From Casetext: Smarter Legal Research

Hamrick v. Patton

United States District Court, E.D. Kentucky, Ashland Division
Jul 26, 2006
Civil Action No. 06-CV-098-HRW (E.D. Ky. Jul. 26, 2006)

Opinion

Civil Action No. 06-CV-098-HRW.

July 26, 2006


MEMORANDUM OPINION AND ORDER


Steve Boyd Hamrick, who is currently confined at the Federal Correctional Institution in Ashland, Kentucky ("FCI-Ashland") has filed a pro se petition for a writ of habeas corpus pursuant to 28 U.S.C. § 2241. He has paid the $5.00 filing fee.

This matter is pending before the Court for screening. 28 U.S.C. § 2243; Demjanjuk v. Petrovsky, 612 F. Supp. 571 (N.D. Ohio 1985) (citing Allen v. Perini, 424 F.2d 134, 141 (6th Cir. 1970), cert. denied, 400 U.S. 906 (1970); accord Aubut v. State of Maine, 431 F.2d 688, 689 (1st Cir. 1970)).

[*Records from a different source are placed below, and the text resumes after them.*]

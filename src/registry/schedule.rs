//! Scan cadence for periodic enemy discovery.

use std::time::Duration;

use bevy::prelude::*;

use crate::constants::DEFAULT_SCAN_INTERVAL_SECS;

/// Repeating timer deciding when the registry rescans the world.
///
/// The first call to [`ScanSchedule::tick`] always fires, so the initial scan
/// happens on the first frame with no delay.
#[derive(Resource, Debug, Clone)]
pub struct ScanSchedule {
    timer: Timer,
    primed: bool,
}

impl Default for ScanSchedule {
    fn default() -> Self {
        Self::new(Duration::from_secs_f32(DEFAULT_SCAN_INTERVAL_SECS))
    }
}

impl ScanSchedule {
    /// A schedule firing immediately and then every `period`.
    #[must_use]
    pub fn new(period: Duration) -> Self {
        Self {
            timer: Timer::new(period, TimerMode::Repeating),
            primed: false,
        }
    }

    /// Changes the scan period without resetting elapsed time.
    pub fn set_period(&mut self, period: Duration) {
        if self.timer.duration() != period {
            self.timer.set_duration(period);
        }
    }

    /// Advances the timer by `delta` and reports whether a scan is due.
    pub fn tick(&mut self, delta: Duration) -> bool {
        if !self.primed {
            self.primed = true;
            return true;
        }
        self.timer.tick(delta);
        self.timer.just_finished()
    }
}
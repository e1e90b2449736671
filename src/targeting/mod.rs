//! Per-frame target acquisition systems.
//!
//! This module re-exports the plugin and the systems it schedules. Within a
//! frame they run in [`TargetingSet`] order: registry discovery, visibility
//! evaluation, aim resolution, then marker upkeep.

mod aim;
mod debug;
mod lifecycle;
mod markers;
mod plugin;
mod rig;
mod visibility;

pub use aim::{
    apply_crosshair_visuals_system, resolve_aim_system, CrosshairState, SnapTween,
};
pub use debug::{DebugRay, DebugRayKind, SightDebugLines};
pub use lifecycle::{
    attach_missing_snap_colliders_system, attach_snap_collider, release_removed_enemy,
};
pub use markers::sync_markers_system;
pub use plugin::{SnapPlugin, TargetingSet};
pub use rig::{check_role, verify_targeting_setup_system, RigRole, TargetingError};
pub use visibility::{
    assess_sight, evaluate_visibility_system, SightChanged, SightQuery, SightVerdict,
};
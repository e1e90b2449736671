//! Basic vector math helpers used by the targeting rules.
//! Small helpers for sight directions and aim-axis projections.
use glam::Vec3;

/// Returns the unit vector pointing from `from` towards `to`.
///
/// Returns `None` when the points coincide or either is not finite, since no
/// direction can be derived.
///
/// # Examples
/// ```
/// use glam::Vec3;
/// use rail_snap::vector_math::direction_between;
/// let dir = direction_between(Vec3::ZERO, Vec3::new(0.0, 0.0, -4.0)).unwrap();
/// assert!((dir.z + 1.0).abs() < f32::EPSILON);
/// assert!(direction_between(Vec3::ONE, Vec3::ONE).is_none());
/// ```
#[must_use]
pub fn direction_between(from: Vec3, to: Vec3) -> Option<Vec3> {
    let offset = to - from;
    if !offset.is_finite() {
        return None;
    }
    offset.try_normalize()
}

/// Projects the offset from `origin` to `point` onto `forward`.
///
/// `forward` is expected to be normalised; the result is then the signed
/// distance of `point` along the aim axis. Points behind `origin` yield a
/// negative value.
///
/// # Examples
///
/// ```
/// use glam::Vec3;
/// use rail_snap::aim_axis_projection;
/// let ahead = aim_axis_projection(Vec3::ZERO, Vec3::NEG_Z, Vec3::new(3.0, 0.0, -15.0));
/// assert!((ahead - 15.0).abs() < 1e-6);
///
/// let behind = aim_axis_projection(Vec3::ZERO, Vec3::NEG_Z, Vec3::new(0.0, 0.0, 8.0));
/// assert!(behind < 0.0);
/// ```
#[must_use]
pub fn aim_axis_projection(origin: Vec3, forward: Vec3, point: Vec3) -> f32 {
    forward.dot(point - origin)
}
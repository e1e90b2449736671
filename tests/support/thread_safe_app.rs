//! Mutex-guarded Bevy `App` shared between rspec closures.

use bevy::prelude::App;
use std::ops::{Deref, DerefMut};
use std::sync::{Arc, Mutex, MutexGuard, PoisonError};

/// Wrapper that forwards `Send` and `Sync` because access is mutex-guarded.
#[derive(Debug)]
pub struct ThreadSafeApp(pub App);

impl Deref for ThreadSafeApp {
    type Target = App;

    fn deref(&self) -> &Self::Target {
        &self.0
    }
}

impl DerefMut for ThreadSafeApp {
    fn deref_mut(&mut self) -> &mut Self::Target {
        &mut self.0
    }
}

// SAFETY: rspec environments must be `Send + Sync`, but suites are run with
// `run_serial` and every access to the wrapped `App` goes through the mutex.
unsafe impl Send for ThreadSafeApp {}
unsafe impl Sync for ThreadSafeApp {}

/// Shared pointer type for the wrapped app.
pub type SharedApp = Arc<Mutex<ThreadSafeApp>>;

/// Wraps `app` for sharing.
pub fn share(app: App) -> SharedApp {
    Arc::new(Mutex::new(ThreadSafeApp(app)))
}

/// Locks the shared app, recovering from a poisoned mutex.
pub fn lock_app(app: &SharedApp) -> MutexGuard<'_, ThreadSafeApp> {
    app.lock().unwrap_or_else(PoisonError::into_inner)
}
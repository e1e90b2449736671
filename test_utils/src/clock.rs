//! Deterministic frame stepping.

use std::time::Duration;

use bevy::prelude::*;
use bevy::time::TimeUpdateStrategy;

/// Frame length used by the integration tests.
///
/// Long enough that scan intervals are a round number of frames, short
/// enough to stay under the virtual clock's per-frame delta clamp.
pub const FRAME: Duration = Duration::from_millis(100);

/// Makes every `app.update()` advance time by exactly `frame`.
///
/// The first update still has a zero delta, so update `n` (counting from
/// zero) runs at `n * frame`.
pub fn install_fixed_step(app: &mut App, frame: Duration) {
    app.insert_resource(TimeUpdateStrategy::ManualDuration(frame));
}

/// Runs `frames` updates.
pub fn advance(app: &mut App, frames: u32) {
    for _ in 0..frames {
        app.update();
    }
}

Pro se petitions are held to less stringent standards than those drafted by attorneys. See Cruz v. Beto, 405 U.S. 319 (1972); Haines v. Kerner, 404 U.S. 519 (1972). The allegations in a pro se petition must be taken as true and construed in favor of the petitioner. See Malone v. Colyer, 710 F.2d 258, 260 (6th Cir. 1983). However, under 28 U.S.C. § 1915(e)(2), the district court can dismiss a case at any time if it determines the action: (i) is frivolous or malicious, or (ii) fails to state a claim upon which relief can be granted.

CLAIM

The petitioner challenges a detainer which has been placed against him by the Commonwealth of Kentucky, specifically, the Pulaski County Commonwealth Attorney's Office. The PCCA lodged the detainer against the Petitioner in July, 2004.

FACTUAL ALLEGATIONS

The petitioner asked the Bureau of Prisons ("BOP") to decline to honor a detainer which the PCCA filed against the Petitioner. The detainer stemmed from a four-year drug offense sentence rendered against him in the Pulaski Circuit Court on March 20, 2003 (02-CR-00172-002). The petitioner argued that because his Kentucky state-court sentence was to run concurrently with his federal sentence, his Kentucky sentence will be discharged upon completion of his federal sentence. According to the Warden's February 3, 2006 Response to the BP-9 "Request for Administrative Remedy," the petitioner's release date from federal custody is scheduled to be September 1, 2006, via Good Conduct Time Release. Accordingly, the petitioner concluded that the Kentucky detainer should have no force and effect on his federal sentence. He further asserted that the detainer precludes him from participation in certain BOP programs, such as the Residential Drug Abuse Program.

The RDAP is a program through which certain federal inmates receive various incentives for involvement in drug abuse treatment programs. 28 C.F.R. § 550.57. The BOP has discretion to allow an inmate a sentence reduction of up to one year if the inmate was convicted of a nonviolent offense and has successfully completed a substance abuse treatment program. 18 U.S.C. § 3621(e)(2)(B).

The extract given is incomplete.